=== Records shown ===
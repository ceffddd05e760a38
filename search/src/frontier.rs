//! Best-first frontier (open set) with lazy deletion.
//!
//! Decrease-key is expressed as re-insertion: when a node's cost improves
//! the caller pushes a fresh entry, and the old one becomes stale. Stale
//! entries are discarded on pop by asking the caller whether the entry's key
//! still matches the node's current key.

use std::cmp::Reverse;
use std::collections::BinaryHeap;

use crate::node::{FrontierKey, NodeId};

/// A frontier entry. `BinaryHeap` is a max-heap, so the key is wrapped in
/// `Reverse` to pop the lowest `f_cost` first.
#[derive(Debug, Clone, Copy, PartialEq, Eq, PartialOrd, Ord)]
struct FrontierEntry {
    key: Reverse<FrontierKey>,
    node: NodeId,
}

/// Best-first frontier manager.
///
/// Maintains:
/// - A `BinaryHeap` for O(log n) pop of the best entry
/// - A high-water mark of heap size
/// - A count of stale entries skipped
#[derive(Debug, Default)]
pub struct Frontier {
    heap: BinaryHeap<FrontierEntry>,
    high_water: u64,
    stale_skipped: u64,
}

impl Frontier {
    /// Create an empty frontier.
    #[must_use]
    pub fn new() -> Self {
        Self::default()
    }

    /// Queue `node` under `key`.
    pub fn push(&mut self, node: NodeId, key: FrontierKey) {
        self.heap.push(FrontierEntry {
            key: Reverse(key),
            node,
        });
        let size = self.heap.len() as u64;
        if size > self.high_water {
            self.high_water = size;
        }
    }

    /// Pop the best live entry.
    ///
    /// `is_live(node, key)` must return `false` for entries superseded by a
    /// later push or whose node has already been expanded. Those are dropped
    /// and counted. Returns `None` once no live entry remains.
    pub fn pop_live<F>(&mut self, mut is_live: F) -> Option<NodeId>
    where
        F: FnMut(NodeId, FrontierKey) -> bool,
    {
        while let Some(entry) = self.heap.pop() {
            if is_live(entry.node, entry.key.0) {
                return Some(entry.node);
            }
            self.stale_skipped += 1;
        }
        None
    }

    /// Number of queued entries, stale ones included.
    #[must_use]
    pub fn len(&self) -> usize {
        self.heap.len()
    }

    /// Whether no entries are queued.
    #[must_use]
    pub fn is_empty(&self) -> bool {
        self.heap.is_empty()
    }

    /// High-water mark of queued entries.
    #[must_use]
    pub fn high_water(&self) -> u64 {
        self.high_water
    }

    /// Stale entries dropped by [`pop_live`](Self::pop_live) so far.
    #[must_use]
    pub fn stale_skipped(&self) -> u64 {
        self.stale_skipped
    }
}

=== Your assignment ===
Exactly reproduce every line of the records.

=== Task answer ===
repository ceffddd05e760a38
filename search/src/frontier.rs
//! Best-first frontier (open set) with lazy deletion.
//!
//! Decrease-key is expressed as re-insertion: when a node's cost improves
//! the caller pushes a fresh entry, and the old one becomes stale. Stale
//! entries are discarded on pop by asking the caller whether the entry's key
//! still matches the node's current key.

use std::cmp::Reverse;
use std::collections::BinaryHeap;

use crate::node::{FrontierKey, NodeId};

/// A frontier entry. `BinaryHeap` is a max-heap, so the key is wrapped in
/// `Reverse` to pop the lowest `f_cost` first.
#[derive(Debug, Clone, Copy, PartialEq, Eq, PartialOrd, Ord)]
struct FrontierEntry {
    key: Reverse<FrontierKey>,
    node: NodeId,
}

/// Best-first frontier manager.
///
/// Maintains:
/// - A `BinaryHeap` for O(log n) pop of the best entry
/// - A high-water mark of heap size
/// - A count of stale entries skipped
#[derive(Debug, Default)]
pub struct Frontier {
    heap: BinaryHeap<FrontierEntry>,
    high_water: u64,
    stale_skipped: u64,
}

impl Frontier {
    /// Create an empty frontier.
    #[must_use]
    pub fn new() -> Self {
        Self::default()
    }

    /// Queue `node` under `key`.
    pub fn push(&mut self, node: NodeId, key: FrontierKey) {
        self.heap.push(FrontierEntry {
            key: Reverse(key),
            node,
        });
        let size = self.heap.len() as u64;
        if size > self.high_water {
            self.high_water = size;
        }
    }

    /// Pop the best live entry.
    ///
    /// `is_live(node, key)` must return `false` for entries superseded by a
    /// later push or whose node has already been expanded. Those are dropped
    /// and counted. Returns `None` once no live entry remains.
    pub fn pop_live<F>(&mut self, mut is_live: F) -> Option<NodeId>
    where
        F: FnMut(NodeId, FrontierKey) -> bool,
    {
        while let Some(entry) = self.heap.pop() {
            if is_live(entry.node, entry.key.0) {
                return Some(entry.node);
            }
            self.stale_skipped += 1;
        }
        None
    }

    /// Number of queued entries, stale ones included.
    #[must_use]
    pub fn len(&self) -> usize {
        self.heap.len()
    }

    /// Whether no entries are queued.
    #[must_use]
    pub fn is_empty(&self) -> bool {
        self.heap.is_empty()
    }

    /// High-water mark of queued entries.
    #[must_use]
    pub fn high_water(&self) -> u64 {
        self.high_water
    }

    /// Stale entries dropped by [`pop_live`](Self::pop_live) so far.
    #[must_use]
    pub fn stale_skipped(&self) -> u64 {
        self.stale_skipped
    }
}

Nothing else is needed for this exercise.